Pâques est passé et Guy de Morais n’est pas venu. Un beau matin, il arrive à l’adresse de Pierrette une longue lettre ; au milieu de phrases ampoulées et embrouillées, il essaie de faire accepter à sa fiancée, sa conduite comme héroïque. Il se trouve lui-même dans une situation difficile. L’avancement qu’il espérait tarde indéfiniment et ne se traduit qu’en promesses. Ses parents ont fait de lourdes pertes, il ne peut rien lui offrir qui soit digne d’elle. Il appuie sur le fait qu’il est désolé de renoncer à cette union qui le comblerait, mais il ne peut se faire à l’idée de cette jeune fille élevée dans le luxe vivant à ses côtés d’une vie gênée.

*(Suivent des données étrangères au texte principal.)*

#![cfg(feature = "sqlite")]

use orderindex_core::{Checkpoint, CheckpointStore, SourceKey};
use orderindex_storage::SqliteCheckpointStore;

fn key(chain_id: i64) -> SourceKey {
    SourceKey::new(chain_id, "0x5FbDB2315678afecb367f032d93F642f64180aa3")
}

#[tokio::test]
async fn checkpoint_roundtrip() {
    let store = SqliteCheckpointStore::in_memory().await.unwrap();
    assert!(store.load(&key(97)).await.unwrap().is_none());

    store.save(Checkpoint::new(key(97), 1_000)).await.unwrap();
    let loaded = store.load(&key(97)).await.unwrap().unwrap();
    assert_eq!(loaded.last_block, 1_000);
    assert_eq!(loaded.source_key, key(97));
}

#[tokio::test]
async fn upsert_is_monotonic() {
    let store = SqliteCheckpointStore::in_memory().await.unwrap();
    store.save(Checkpoint::new(key(97), 1_021)).await.unwrap();
    store.save(Checkpoint::new(key(97), 1_050)).await.unwrap();
    store.save(Checkpoint::new(key(97), 1_010)).await.unwrap();

    assert_eq!(store.load(&key(97)).await.unwrap().unwrap().last_block, 1_050);
    assert_eq!(store.all().await.unwrap().len(), 1);
}

#[tokio::test]
async fn sources_are_isolated() {
    let store = SqliteCheckpointStore::in_memory().await.unwrap();
    store.save(Checkpoint::new(key(97), 500)).await.unwrap();
    store.save(Checkpoint::new(key(5), 900)).await.unwrap();
    store
        .save(Checkpoint::new(SourceKey::new(97, "0xbb"), 10))
        .await
        .unwrap();

    assert_eq!(store.load(&key(97)).await.unwrap().unwrap().last_block, 500);
    assert_eq!(store.load(&key(5)).await.unwrap().unwrap().last_block, 900);

    let chains: Vec<i64> = store
        .all()
        .await
        .unwrap()
        .iter()
        .map(|c| c.source_key.chain_id)
        .collect();
    assert_eq!(chains, vec![5, 97, 97]);
}

#[tokio::test]
async fn file_database_persists() {
    let path = std::env::temp_dir().join(format!("orderindex-{}.db", std::process::id()));
    let path_str = path.to_string_lossy().to_string();
    {
        let store = SqliteCheckpointStore::open(&path_str).await.unwrap();
        store.save(Checkpoint::new(key(97), 42)).await.unwrap();
    }
    let reopened = SqliteCheckpointStore::open(&path_str).await.unwrap();
    assert_eq!(reopened.load(&key(97)).await.unwrap().unwrap().last_block, 42);
    let _ = std::fs::remove_file(&path);
}
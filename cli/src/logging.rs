//! Tracing initialisation.

use std::collections::BTreeMap;

use serde::Deserialize;
use tracing_subscriber::{fmt, layer::SubscriberExt, util::SubscriberInitExt, EnvFilter};

/// `log:` section of the config file.
#[derive(Debug, Clone, Deserialize)]
pub struct LogConfig {
    /// Global default level: "trace" | "debug" | "info" | "warn" | "error"
    #[serde(default = "default_level")]
    pub level: String,
    /// Per-crate overrides, e.g. `orderindex-evm: debug`
    #[serde(default)]
    pub components: BTreeMap<String, String>,
    /// JSON lines instead of human-readable text
    #[serde(default)]
    pub json: bool,
}

fn default_level() -> String {
    "info".to_string()
}

impl Default for LogConfig {
    fn default() -> Self {
        Self {
            level: default_level(),
            components: BTreeMap::new(),
            json: false,
        }
    }
}

/// Filter directives, e.g. `"info,orderindex_evm=debug"`.
pub fn directives(config: &LogConfig) -> String {
    let mut out = config.level.clone();
    for (component, level) in &config.components {
        out.push_str(&format!(",{}={}", component.replace('-', "_"), level));
    }
    out
}

/// Install the global subscriber. `RUST_LOG` takes precedence over the file.
pub fn init_tracing(config: &LogConfig) {
    let filter = EnvFilter::try_from_default_env()
        .or_else(|_| EnvFilter::try_new(directives(config)))
        .unwrap_or_else(|_| EnvFilter::new("info"));

    if config.json {
        tracing_subscriber::registry()
            .with(filter)
            .with(fmt::layer().json())
            .init();
    } else {
        tracing_subscriber::registry()
            .with(filter)
            .with(fmt::layer())
            .init();
    }
}
//! Indexer configuration and state types.

use std::time::Duration;

use serde::{Deserialize, Serialize};

use crate::backoff::BackoffPolicy;
use crate::error::IndexerError;
use crate::types::SourceKey;

/// Largest chain id accepted (EIP-2294).
pub const MAX_CHAIN_ID: i64 = (u64::MAX / 2 - 36) as i64;

/// Where `*Updated` events take the new status from.
#[derive(Debug, Clone, Copy, Default, PartialEq, Eq, Serialize, Deserialize)]
#[serde(rename_all = "snake_case")]
pub enum UpdateSource {
    /// Use the decoded event payload; no chain read.
    #[default]
    Event,
    /// Re-read the entity from the chain and use its current status.
    Chain,
}

/// Configuration for one monitored source.
#[derive(Debug, Clone, Serialize, Deserialize)]
#[serde(default)]
pub struct IndexerConfig {
    /// EVM chain id of the monitored network.
    pub chain_id: i64,
    /// Order-book contract address (`0x…`).
    pub contract: String,
    /// Widest block span per log query is `max_window + 1`. `0` = unbounded.
    pub max_window: u64,
    /// Period between successful passes (milliseconds).
    pub poll_interval_ms: u64,
    /// Timeout for each chain/sink/checkpoint call (milliseconds).
    pub request_timeout_ms: u64,
    /// Checkpoint persisted on first run when the store is empty.
    pub seed_checkpoint: Option<u64>,
    /// Follow the chain head through a log subscription after catching up.
    pub live: bool,
    pub update_source: UpdateSource,
    /// First retry delay after a failed pass (milliseconds).
    pub backoff_min_ms: u64,
    /// Retry delay cap (milliseconds).
    pub backoff_max_ms: u64,
}

impl Default for IndexerConfig {
    fn default() -> Self {
        Self {
            chain_id: 1,
            contract: String::new(),
            max_window: 1000,
            poll_interval_ms: 60_000,
            request_timeout_ms: 10_000,
            seed_checkpoint: None,
            live: false,
            update_source: UpdateSource::Event,
            backoff_min_ms: 500,
            backoff_max_ms: 600_000,
        }
    }
}

impl IndexerConfig {
    pub fn source_key(&self) -> SourceKey {
        SourceKey::new(self.chain_id, &self.contract)
    }

    pub fn poll_interval(&self) -> Duration {
        Duration::from_millis(self.poll_interval_ms)
    }

    pub fn request_timeout(&self) -> Duration {
        Duration::from_millis(self.request_timeout_ms)
    }

    pub fn backoff(&self) -> BackoffPolicy {
        BackoffPolicy::new(
            Duration::from_millis(self.backoff_min_ms),
            Duration::from_millis(self.backoff_max_ms),
        )
    }

    /// Reject configurations the engine cannot run with.
    pub fn validate(&self) -> Result<(), IndexerError> {
        if !(1..=MAX_CHAIN_ID).contains(&self.chain_id) {
            return Err(IndexerError::Config(format!(
                "chain id {} out of range 1..={MAX_CHAIN_ID}",
                self.chain_id
            )));
        }
        if !is_address(&self.contract) {
            return Err(IndexerError::Config(format!(
                "contract `{}` is not a 20-byte hex address",
                self.contract
            )));
        }
        if self.poll_interval_ms == 0 {
            return Err(IndexerError::Config("poll_interval_ms must be > 0".into()));
        }
        if self.request_timeout_ms == 0 {
            return Err(IndexerError::Config("request_timeout_ms must be > 0".into()));
        }
        if self.backoff_min_ms > self.backoff_max_ms {
            return Err(IndexerError::Config(format!(
                "backoff_min_ms ({}) exceeds backoff_max_ms ({})",
                self.backoff_min_ms, self.backoff_max_ms
            )));
        }
        Ok(())
    }
}

fn is_address(s: &str) -> bool {
    s.strip_prefix("0x")
        .or_else(|| s.strip_prefix("0X"))
        .is_some_and(|hex| hex.len() == 40 && hex.bytes().all(|b| b.is_ascii_hexdigit()))
}

/// Runtime state of one source's controller.
#[derive(Debug, Clone, Copy, PartialEq, Eq, Serialize, Deserialize)]
pub enum IndexerState {
    /// Not yet started, or between passes.
    Idle,
    /// Walking historical windows up to the chain height.
    CatchingUp,
    /// Applying pushed logs from a subscription.
    Live,
    /// Cancelled.
    Stopped,
    /// The last pass failed.
    Error,
}

impl std::fmt::Display for IndexerState {
    fn fmt(&self, f: &mut std::fmt::Formatter<'_>) -> std::fmt::Result {
        match self {
            Self::Idle => write!(f, "idle"),
            Self::CatchingUp => write!(f, "catching-up"),
            Self::Live => write!(f, "live"),
            Self::Stopped => write!(f, "stopped"),
            Self::Error => write!(f, "error"),
        }
    }
}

Pierrette, les sourcils froncés, lit jusqu’à la dernière ligne, et levant les yeux vers sa mère, s’efforce de sourire. Elle veut par son attitude lui faire comprendre qu’il n’y a pas à se désoler de cette lâcheté. Aussi bien, n’était-elle pas prévue ?

— J’en étais sûre de ce dénouement, depuis le jour de la réception du télégramme, mais je ne croyais pas que ce triste sire aurait tant d’audace. Il ne mérite même pas que je lui réponde. Il ose m’offrir son secours pécuniaire, si jamais je suis dans une passe par trop difficile. Il me serait moins dur de mendier que de lui demander quoi que ce soit.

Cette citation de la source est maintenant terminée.